Records from a collection:
----------

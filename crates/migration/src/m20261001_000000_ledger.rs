//! Ledger schema.
//!
//! - `accounts`: named balance buckets, the name is the primary key
//! - `transactions`: ledger records (income, expense, transfer)
//!
//! Transactions reference accounts by name only; there is no foreign key
//! because accounts are materialized lazily by the first delta naming them.

use sea_orm_migration::prelude::*;

#[derive(DeriveMigrationName)]
pub struct Migration;

#[derive(Iden)]
enum Accounts {
    Table,
    Name,
    BalanceMinor,
    OpeningBalanceMinor,
    CreatedAt,
}

#[derive(Iden)]
enum Transactions {
    Table,
    Id,
    Kind,
    AmountMinor,
    Description,
    Category,
    Division,
    AccountFrom,
    AccountTo,
    Note,
    OccurredAt,
    CreatedAt,
}

#[async_trait::async_trait]
impl MigrationTrait for Migration {
    async fn up(&self, manager: &SchemaManager) -> Result<(), DbErr> {
        manager
            .create_table(
                Table::create()
                    .table(Accounts::Table)
                    .if_not_exists()
                    .col(
                        ColumnDef::new(Accounts::Name)
                            .string()
                            .not_null()
                            .primary_key(),
                    )
                    .col(
                        ColumnDef::new(Accounts::BalanceMinor)
                            .big_integer()
                            .not_null()
                            .default(0),
                    )
                    .col(
                        ColumnDef::new(Accounts::OpeningBalanceMinor)
                            .big_integer()
                            .not_null()
                            .default(0),
                    )
                    .col(ColumnDef::new(Accounts::CreatedAt).timestamp().not_null())
                    .to_owned(),
            )
            .await?;

        manager
            .create_table(
                Table::create()
                    .table(Transactions::Table)
                    .if_not_exists()
                    .col(
                        ColumnDef::new(Transactions::Id)
                            .string()
                            .not_null()
                            .primary_key(),
                    )
                    .col(ColumnDef::new(Transactions::Kind).string().not_null())
                    .col(
                        ColumnDef::new(Transactions::AmountMinor)
                            .big_integer()
                            .not_null(),
                    )
                    .col(ColumnDef::new(Transactions::Description).string().not_null())
                    .col(ColumnDef::new(Transactions::Category).string().not_null())
                    .col(
                        ColumnDef::new(Transactions::Division)
                            .string()
                            .not_null()
                            .default("Personal"),
                    )
                    .col(ColumnDef::new(Transactions::AccountFrom).string().not_null())
                    .col(ColumnDef::new(Transactions::AccountTo).string())
                    .col(ColumnDef::new(Transactions::Note).string())
                    .col(
                        ColumnDef::new(Transactions::OccurredAt)
                            .timestamp()
                            .not_null(),
                    )
                    .col(
                        ColumnDef::new(Transactions::CreatedAt)
                            .timestamp()
                            .not_null(),
                    )
                    .to_owned(),
            )
            .await?;

        manager
            .create_index(
                Index::create()
                    .name("idx-transactions-occurred_at")
                    .table(Transactions::Table)
                    .col(Transactions::OccurredAt)
                    .to_owned(),
            )
            .await?;

        manager
            .create_index(
                Index::create()
                    .name("idx-transactions-account_from")
                    .table(Transactions::Table)
                    .col(Transactions::AccountFrom)
                    .to_owned(),
            )
            .await?;

        manager
            .create_index(
                Index::create()
                    .name("idx-transactions-account_to")
                    .table(Transactions::Table)
                    .col(Transactions::AccountTo)
                    .to_owned(),
            )
            .await?;

        Ok(())
    }

    async fn down(&self, manager: &SchemaManager) -> Result<(), DbErr> {
        manager
            .drop_table(Table::drop().table(Transactions::Table).to_owned())
            .await?;
        manager
            .drop_table(Table::drop().table(Accounts::Table).to_owned())
            .await?;
        Ok(())
    }
}
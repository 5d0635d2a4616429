//! Balance deltas.
//!
//! A [`Delta`] is a single signed change applied to one account's balance as
//! part of a [`Transaction`]:
//! - positive values increase the account balance
//! - negative values decrease the account balance
//!
//! In the engine, *every* change to a stored balance goes through deltas.

use std::collections::BTreeMap;

use serde::{Deserialize, Serialize};

use crate::{Account, EngineError, ResultEngine, Transaction, TransactionKind};

#[derive(Clone, Debug, PartialEq, Eq, Serialize, Deserialize)]
pub struct Delta {
    pub account: String,
    pub amount_minor: i64,
}

impl Delta {
    pub fn new(account: impl Into<String>, amount_minor: i64) -> Self {
        Self {
            account: account.into(),
            amount_minor,
        }
    }

    /// The delta that undoes this one.
    #[must_use]
    pub fn reversed(&self) -> Self {
        Self {
            account: self.account.clone(),
            amount_minor: -self.amount_minor,
        }
    }
}

impl Transaction {
    /// Translate the record into the deltas it applies, in application order.
    ///
    /// - `Income`: `+amount` on `account_from`
    /// - `Expense`: `-amount` on `account_from`
    /// - `Transfer`: `-amount` on `account_from`, then `+amount` on `account_to`
    pub fn deltas(&self) -> ResultEngine<Vec<Delta>> {
        match self.kind {
            TransactionKind::Income => Ok(vec![Delta::new(&self.account_from, self.amount_minor)]),
            TransactionKind::Expense => {
                Ok(vec![Delta::new(&self.account_from, -self.amount_minor)])
            }
            TransactionKind::Transfer => {
                let to = self
                    .account_to
                    .as_deref()
                    .filter(|name| !name.is_empty())
                    .ok_or_else(|| {
                        EngineError::BalanceMutation(format!(
                            "transfer {} has no destination account",
                            self.id
                        ))
                    })?;
                Ok(vec![
                    Delta::new(&self.account_from, -self.amount_minor),
                    Delta::new(to, self.amount_minor),
                ])
            }
        }
    }

    /// The deltas that undo [`Transaction::deltas`], in reverse order.
    pub fn reversal_deltas(&self) -> ResultEngine<Vec<Delta>> {
        Ok(self.deltas()?.iter().rev().map(Delta::reversed).collect())
    }
}

/// Balance every account should hold according to the ledger: its opening
/// balance plus the signed sum of all deltas naming it.
///
/// Accounts referenced by the ledger but absent from `accounts` start at 0.
pub fn derive_balances<'a, A, T>(accounts: A, transactions: T) -> ResultEngine<BTreeMap<String, i64>>
where
    A: IntoIterator<Item = &'a Account>,
    T: IntoIterator<Item = &'a Transaction>,
{
    let mut balances: BTreeMap<String, i64> = accounts
        .into_iter()
        .map(|account| (account.name.clone(), account.opening_balance_minor))
        .collect();
    for tx in transactions {
        for delta in tx.deltas()? {
            let balance = balances.entry(delta.account).or_insert(0);
            *balance = balance.checked_add(delta.amount_minor).ok_or_else(|| {
                EngineError::AmountOverflow(format!("derived balance of transaction {}", tx.id))
            })?;
        }
    }
    Ok(balances)
}
#[tokio::test]
async fn invalid_transaction_leaves_no_trace() {
    let (engine, _db) = engine_with_db(BalancePolicy::AppendOnly).await;

    let cmd = NewTransactionCmd::new(TransactionKind::Transfer, 200, "Move", "Transfer")
        .account_from("Wallet");
    let err = engine.add_transaction(cmd).await.unwrap_err();
    assert!(matches!(err, EngineError::Validation(_)));

    let err = engine
        .add_transaction(NewTransactionCmd::expense("Wallet", -5, "Lunch", "Food"))
        .await
        .unwrap_err();
    assert!(matches!(err, EngineError::Validation(_)));

    assert!(engine.transactions().await.unwrap().is_empty());
    assert!(engine.accounts().await.unwrap().is_empty());
}

#[tokio::test]
async fn duplicate_account_is_rejected() {
    let (engine, _db) = engine_with_db(BalancePolicy::AppendOnly).await;
    engine.new_account("Bank", 5000).await.unwrap();

    let err = engine.new_account("Bank", 10).await.unwrap_err();
    assert_eq!(err, EngineError::ExistingKey("Bank".to_string()));

    let err = engine.new_account("   ", 10).await.unwrap_err();
    assert!(matches!(err, EngineError::Validation(_)));

    assert_eq!(balance(&engine, "Bank").await, 5000);
}

#[tokio::test]
async fn unknown_keys_are_not_found() {
    let (engine, _db) = engine_with_db(BalancePolicy::AppendOnly).await;

    assert_eq!(
        engine.account("Nope").await.unwrap_err(),
        EngineError::KeyNotFound("account not exists".to_string())
    );
    let missing = Uuid::new_v4();
    assert_eq!(
        engine.transaction(missing).await.unwrap_err(),
        EngineError::KeyNotFound("transaction not exists".to_string())
    );
    assert!(matches!(
        engine
            .update_transaction(missing, TransactionPatch::new().amount_minor(1))
            .await,
        Err(EngineError::KeyNotFound(_))
    ));
    assert!(matches!(
        engine.delete_transaction(missing).await,
        Err(EngineError::KeyNotFound(_))
    ));
    assert!(engine.account_history("Nope").await.unwrap().is_empty());
}

#[tokio::test]
async fn update_inside_window_succeeds() {
    let (engine, db) = engine_with_db(BalancePolicy::AppendOnly).await;
    let tx = engine
        .add_transaction(NewTransactionCmd::expense("Cash", 300, "Lunch", "Food"))
        .await
        .unwrap();
    backdate(&db, tx.id, TimeDelta::hours(11) + TimeDelta::minutes(59)).await;

    let updated = engine
        .update_transaction(tx.id, TransactionPatch::new().description("Dinner"))
        .await
        .unwrap();
    assert_eq!(updated.description, "Dinner");
    assert_eq!(updated.id, tx.id);
    assert_eq!(
        engine.transaction(tx.id).await.unwrap().description,
        "Dinner"
    );
    // append-only: balances only move on add
    assert_eq!(balance(&engine, "Cash").await, -300);
}

#[tokio::test]
async fn update_after_window_is_rejected() {
    let (engine, db) = engine_with_db(BalancePolicy::AppendOnly).await;
    let tx = engine
        .add_transaction(NewTransactionCmd::expense("Cash", 300, "Lunch", "Food"))
        .await
        .unwrap();
    backdate(&db, tx.id, TimeDelta::hours(12) + TimeDelta::minutes(1)).await;

    assert_eq!(
        engine.transaction_mutability(tx.id).await.unwrap(),
        Mutability::Locked
    );
    let err = engine
        .update_transaction(tx.id, TransactionPatch::new().amount_minor(10))
        .await
        .unwrap_err();
    assert!(matches!(err, EngineError::EditWindowExpired { .. }));
    assert_eq!(engine.transaction(tx.id).await.unwrap().amount_minor, 300);

    // deletes are never time-boxed
    engine.delete_transaction(tx.id).await.unwrap();
    assert!(engine.transactions().await.unwrap().is_empty());
}

#[tokio::test]
async fn custom_edit_window_is_honoured() {
    let db = connect().await;
    let engine = Engine::builder()
        .database(db.clone())
        .edit_window(EditWindow::try_hours(1).unwrap())
        .build()
        .await
        .unwrap();
    let tx = engine
        .add_transaction(NewTransactionCmd::income("Cash", 10, "Tip", "Other"))
        .await
        .unwrap();
    assert_eq!(
        engine.transaction_mutability(tx.id).await.unwrap(),
        Mutability::Editable
    );

    backdate(&db, tx.id, TimeDelta::minutes(61)).await;
    assert!(matches!(
        engine
            .update_transaction(tx.id, TransactionPatch::new().note("late"))
            .await,
        Err(EngineError::EditWindowExpired { .. })
    ));
}

#[tokio::test]
async fn append_only_delete_keeps_balance() {
    let (engine, _db) = engine_with_db(BalancePolicy::AppendOnly).await;
    let tx = engine
        .add_transaction(NewTransactionCmd::expense("Cash", 300, "Lunch", "Food"))
        .await
        .unwrap();

    engine.delete_transaction(tx.id).await.unwrap();
    assert_eq!(balance(&engine, "Cash").await, -300);

    let drifts = engine.verify_balances().await.unwrap();
    assert_eq!(drifts.len(), 1);
    assert_eq!(drifts[0].account, "Cash");
    assert_eq!(drifts[0].stored_minor, Some(-300));
    assert_eq!(drifts[0].derived_minor, 0);
}

#[tokio::test]
async fn reconcile_delete_reverses_transfer() {
    let (engine, _db) = engine_with_db(BalancePolicy::Reconcile).await;
    engine.new_account("Cash", 1000).await.unwrap();
    let tx = engine
        .add_transaction(NewTransactionCmd::transfer("Cash", "Bank", 400, "Move", "Transfer"))
        .await
        .unwrap();
    assert_eq!(balance(&engine, "Cash").await, 600);
    assert_eq!(balance(&engine, "Bank").await, 400);

    engine.delete_transaction(tx.id).await.unwrap();
    assert_eq!(balance(&engine, "Cash").await, 1000);
    assert_eq!(balance(&engine, "Bank").await, 0);
    assert!(engine.verify_balances().await.unwrap().is_empty());
}
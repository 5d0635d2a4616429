//! The module contains `Account` struct and its storage model.

use chrono::{DateTime, Utc};

use sea_orm::entity::{ActiveValue, prelude::*};
use serde::{Deserialize, Serialize};

/// Largest absolute balance an account may hold (10^18 minor units).
pub const MAX_BALANCE_MINOR: i64 = 1_000_000_000_000_000_000;

/// A named balance bucket that transactions debit or credit.
///
/// The name is the identity: it is case-sensitive and unique. Accounts are
/// created explicitly or materialized the first time a transaction names them.
#[derive(Clone, Debug, PartialEq, Eq, Serialize, Deserialize)]
pub struct Account {
    pub name: String,
    /// Current balance in minor units, maintained incrementally by deltas.
    pub balance_minor: i64,
    /// Balance the account was explicitly created with (0 when implicit).
    pub opening_balance_minor: i64,
    pub created_at: DateTime<Utc>,
}

impl Account {
    pub fn new(name: String, balance_minor: i64, created_at: DateTime<Utc>) -> Self {
        Self {
            name,
            balance_minor,
            opening_balance_minor: balance_minor,
            created_at,
        }
    }
}

#[derive(Clone, Debug, PartialEq, DeriveEntityModel)]
#[sea_orm(table_name = "accounts")]
pub struct Model {
    #[sea_orm(primary_key, auto_increment = false)]
    pub name: String,
    pub balance_minor: i64,
    pub opening_balance_minor: i64,
    pub created_at: DateTimeUtc,
}

#[derive(Copy, Clone, Debug, EnumIter, DeriveRelation)]
pub enum Relation {}

impl ActiveModelBehavior for ActiveModel {}

impl From<&Account> for ActiveModel {
    fn from(value: &Account) -> Self {
        Self {
            name: ActiveValue::Set(value.name.clone()),
            balance_minor: ActiveValue::Set(value.balance_minor),
            opening_balance_minor: ActiveValue::Set(value.opening_balance_minor),
            created_at: ActiveValue::Set(value.created_at),
        }
    }
}

impl From<Model> for Account {
    fn from(model: Model) -> Self {
        Self {
            name: model.name,
            balance_minor: model.balance_minor,
            opening_balance_minor: model.opening_balance_minor,
            created_at: model.created_at,
        }
    }
}
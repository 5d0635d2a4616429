use sea_orm::{Condition, QueryFilter, QueryOrder, SqlErr, TransactionTrait, prelude::*};

use crate::{
    Account, EngineError, MAX_BALANCE_MINOR, ResultEngine, Transaction, accounts, transactions,
    util::normalize_required_text,
};

use super::{Engine, with_tx};

impl Engine {
    /// Creates an account with an opening balance.
    ///
    /// Names are unique: creating an existing name fails with
    /// [`EngineError::ExistingKey`], also when two creates race.
    pub async fn new_account(&self, name: &str, balance_minor: i64) -> ResultEngine<Account> {
        let name = normalize_required_text(name, "account name")?;
        if balance_minor.checked_abs().is_none_or(|abs| abs > MAX_BALANCE_MINOR) {
            return Err(EngineError::Validation(format!(
                "balance_minor must be within +/-{MAX_BALANCE_MINOR}"
            )));
        }
        let account = Account::new(name, balance_minor, self.now());
        with_tx!(self, |db_tx| {
            accounts::ActiveModel::from(&account)
                .insert(&db_tx)
                .await
                .map_err(|err| match err.sql_err() {
                    Some(SqlErr::UniqueConstraintViolation(_)) => {
                        EngineError::ExistingKey(account.name.clone())
                    }
                    _ => EngineError::Database(err),
                })?;
            tracing::info!(account = %account.name, balance_minor, "account created");
            Ok(account)
        })
    }

    /// Returns every account, newest first.
    pub async fn accounts(&self) -> ResultEngine<Vec<Account>> {
        with_tx!(self, |db_tx| {
            let models = accounts::Entity::find()
                .order_by_desc(accounts::Column::CreatedAt)
                .order_by_asc(accounts::Column::Name)
                .all(&db_tx)
                .await?;
            Ok(models.into_iter().map(Account::from).collect())
        })
    }

    /// Return an account snapshot from DB.
    pub async fn account(&self, name: &str) -> ResultEngine<Account> {
        with_tx!(self, |db_tx| {
            let model = accounts::Entity::find_by_id(name.to_string())
                .one(&db_tx)
                .await?
                .ok_or_else(|| EngineError::KeyNotFound("account not exists".to_string()))?;
            Ok(Account::from(model))
        })
    }

    /// Lists the transactions where `name` is the source or the transfer
    /// destination, newest first.
    ///
    /// An unknown name yields an empty history.
    pub async fn account_history(&self, name: &str) -> ResultEngine<Vec<Transaction>> {
        with_tx!(self, |db_tx| {
            let models = transactions::Entity::find()
                .filter(
                    Condition::any()
                        .add(transactions::Column::AccountFrom.eq(name))
                        .add(transactions::Column::AccountTo.eq(name)),
                )
                .order_by_desc(transactions::Column::OccurredAt)
                .order_by_desc(transactions::Column::CreatedAt)
                .order_by_desc(transactions::Column::Id)
                .all(&db_tx)
                .await?;
            models
                .into_iter()
                .map(Transaction::try_from)
                .collect::<ResultEngine<Vec<_>>>()
        })
    }
}
pub use sea_orm_migration::prelude::*;

mod m20261001_000000_ledger;

pub struct Migrator;

#[async_trait::async_trait]
impl MigratorTrait for Migrator {
    fn migrations() -> Vec<Box<dyn MigrationTrait>> {
        vec![Box::new(m20261001_000000_ledger::Migration)]
    }
}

----------

WHAT YOU ARE ASKED TO DO:
After counting the lines above that include the word "materialized", give only the number.

REPLY TO THE TASK:
2